Passengers hoping to use GWR trains have been advised not to travel for a fifth day, as safety checks on rolling stock continue.
The train operator, which links London Paddington with the West of England and South Wales, has seen almost all its inter-city expresses removed from service while they are inspected for hairline cracks.
Hitachi, which makes and maintains the “Class 800” trains, identified cracks on the aluminium lifting points that used when trains are in the depot. It informed all four UK operators: GWR, LNER, Hull Trains and Trans Pennine Express, which temporarily withdrew them from service.
GWR has been hardest hit. It is telling passengers: “A number of Class 800 series Hitachi trains in use by several train companies, including GWR, have been withdrawn from service for precautionary safety checks.
“Once they have been checked by Hitachi and cleared, we hope to bring them back into service as soon as possible.”
No trains are running from London Paddington to Exeter and Plymouth. Passengers between the capital and Devon can use the slower South Western Railway link from London Waterloo to Exeter.
Between Bristol and London, passengers are told to use a special CrossCountry shuttle from Temple Meads station to Swindon. They can change there for London, though an additional change may be required at Reading.
Travellers from Cardiff and Swansea must change at Newport and Reading.
Worcester and Hereford passengers are advised to travel to and from London via Birmingham.
GWR warns that disruption to journeys is expected “to continue for the next few days”.

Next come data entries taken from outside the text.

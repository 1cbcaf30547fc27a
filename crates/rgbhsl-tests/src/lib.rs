//! # rgbhsl-tests
//!
//! Parity and property testing for rgbhsl.
//!
//! This crate provides:
//! - Reference conversions through the `palette` crate
//! - Per-channel difference statistics
//! - Deterministic color pattern generation
//! - A parity harness comparing rgbhsl against a reference
//! - Known-answer fixtures in `data/reference_colors.json`
//!
//! ## Test Categories
//!
//! 1. **Known cases**: fixed inputs with exact expected outputs
//! 2. **Round trips**: every 8-bit RGB color through HSL and back
//! 3. **Range invariants**: outputs stay within channel bounds
//! 4. **Parity**: agreement with `palette` within one rounding step
//! 5. **Validator and session**: edit acceptance and silent rejection

pub mod accuracy;
pub mod fixtures;
pub mod parity;
pub mod patterns;
pub mod reference;

pub use accuracy::{ChannelDiffStats, compare_hsl, compare_rgb, hsl_distance, rgb_distance};
pub use parity::ParityTest;
//! RGB ⇄ HSL conversion
//!
//! The free functions [`rgb_to_hsl`] and [`hsl_to_rgb`] are total: empty
//! fields read as 0 and every output is rounded and clamped into its channel
//! bounds. [`Converter`] wraps them with [`ConvertOptions`] for callers that
//! want empty fields reported instead.

use crate::color::{Hsl, HslColor, Rgb, RgbColor};
use crate::{Error, Result};

/// What a conversion does with empty input fields
#[derive(Debug, Clone, Copy, PartialEq, Eq, Default)]
pub enum EmptyPolicy {
    /// Read empty fields as 0 and always produce a result
    #[default]
    TreatAsZero,
    /// Fail with [`Error::IncompleteInput`] naming the first empty field
    Reject,
}

/// Options for conversion
#[derive(Debug, Clone, Copy, PartialEq, Eq, Default)]
pub struct ConvertOptions {
    /// Handling of empty input fields
    pub empty_policy: EmptyPolicy,
}

impl ConvertOptions {
    /// Options that refuse to convert partially entered colors
    pub const fn strict() -> Self {
        Self {
            empty_policy: EmptyPolicy::Reject,
        }
    }

    /// Set the empty field policy
    pub fn with_empty_policy(mut self, policy: EmptyPolicy) -> Self {
        self.empty_policy = policy;
        self
    }
}

/// Converter configured with [`ConvertOptions`]
#[derive(Debug, Clone, Copy, Default)]
pub struct Converter {
    options: ConvertOptions,
}

impl Converter {
    /// Create a converter with the given options
    pub fn new(options: ConvertOptions) -> Self {
        Self { options }
    }

    /// Options this converter was created with
    pub fn options(&self) -> ConvertOptions {
        self.options
    }

    /// Convert an RGB record to HSL
    pub fn to_hsl(&self, rgb: RgbColor) -> Result<HslColor> {
        match (self.options.empty_policy, rgb.first_empty()) {
            (EmptyPolicy::Reject, Some(channel)) => Err(Error::IncompleteInput(channel.into())),
            _ => Ok(rgb_to_hsl(rgb)),
        }
    }

    /// Convert an HSL record to RGB
    pub fn to_rgb(&self, hsl: HslColor) -> Result<RgbColor> {
        match (self.options.empty_policy, hsl.first_empty()) {
            (EmptyPolicy::Reject, Some(channel)) => Err(Error::IncompleteInput(channel.into())),
            _ => Ok(hsl_to_rgb(hsl)),
        }
    }
}

/// Convert an RGB record to HSL, reading empty fields as 0
pub fn rgb_to_hsl(rgb: RgbColor) -> HslColor {
    rgb_to_hsl_unit(rgb.to_unit()).to_color()
}

/// Convert an HSL record to RGB, reading empty fields as 0
pub fn hsl_to_rgb(hsl: HslColor) -> RgbColor {
    hsl_to_rgb_unit(hsl.to_unit()).to_color()
}

/// Convert normalized RGB to HSL with hue in degrees
///
/// When two channels tie for the maximum, the hue formula of the first one
/// in red, green, blue order is used.
pub fn rgb_to_hsl_unit(rgb: Rgb) -> Hsl {
    let Rgb { r, g, b } = rgb;
    let max = rgb.max();
    let min = rgb.min();
    let light = (max + min) / 2.0;

    if max == min {
        // achromatic
        return Hsl::new(0.0, 0.0, light);
    }

    let delta = max - min;
    let saturation = if light > 0.5 {
        delta / (2.0 - max - min)
    } else {
        delta / (max + min)
    };

    let sector = if max == r {
        (g - b) / delta + if g < b { 6.0 } else { 0.0 }
    } else if max == g {
        (b - r) / delta + 2.0
    } else {
        (r - g) / delta + 4.0
    };

    Hsl::new(sector * 60.0, saturation, light)
}

/// Convert HSL with hue in degrees to normalized RGB
pub fn hsl_to_rgb_unit(hsl: Hsl) -> Rgb {
    let Hsl { h, s, l } = hsl;

    if s == 0.0 {
        // achromatic
        return Rgb::new(l, l, l);
    }

    let q = if l < 0.5 {
        l * (1.0 + s)
    } else {
        l + s - l * s
    };
    let p = 2.0 * l - q;
    let h = h / 360.0;

    Rgb::new(
        hue_to_rgb(p, q, h + 1.0 / 3.0),
        hue_to_rgb(p, q, h),
        hue_to_rgb(p, q, h - 1.0 / 3.0),
    )
}

/// Evaluate one RGB channel from the HSL intermediates `p`, `q`
///
/// `t` is the channel's hue position in turns; values within one turn
/// outside [0, 1] are wrapped once.
#[inline]
pub fn hue_to_rgb(p: f64, q: f64, t: f64) -> f64 {
    let mut t = t;
    if t < 0.0 {
        t += 1.0;
    }
    if t > 1.0 {
        t -= 1.0;
    }

    if t < 1.0 / 6.0 {
        p + (q - p) * 6.0 * t
    } else if t < 1.0 / 2.0 {
        q
    } else if t < 2.0 / 3.0 {
        p + (q - p) * (2.0 / 3.0 - t) * 6.0
    } else {
        p
    }
}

LNER, which runs trains between London King’s Cross, Yorkshire, northeast England and Scotland, is running a reduced timetable all week, with around one-quarter of journeys cancelled.
No trains are running north of Edinburgh apart from a single trip each day to Stirling and back.
The state-owned train operator has brought a mothballed “225” class train into service, with others expected.
Trans Pennine Express has cancelled trains north of York, with passengers being carried by LNER and CrossCountry.
The nationwide disruption comes at a time when rail use remains stubbornly low. The latest Department for Transport figures show after a brief recovery to over 40 per cent in late April, passenger numbers are now around 37 per cent of pre-pandemic levels.
The Class 800 disruption is likely to reduce rail use still further in the short term. But airlines are reporting higher bookings on links between London and Scotland.
A spokesperson for easyJet said: “We saw strong demand on our flights between London and Scotland over the weekend particularly across Edinburgh and Aberdeen routes, so would expect that the disruption to rail travel played a part in this.”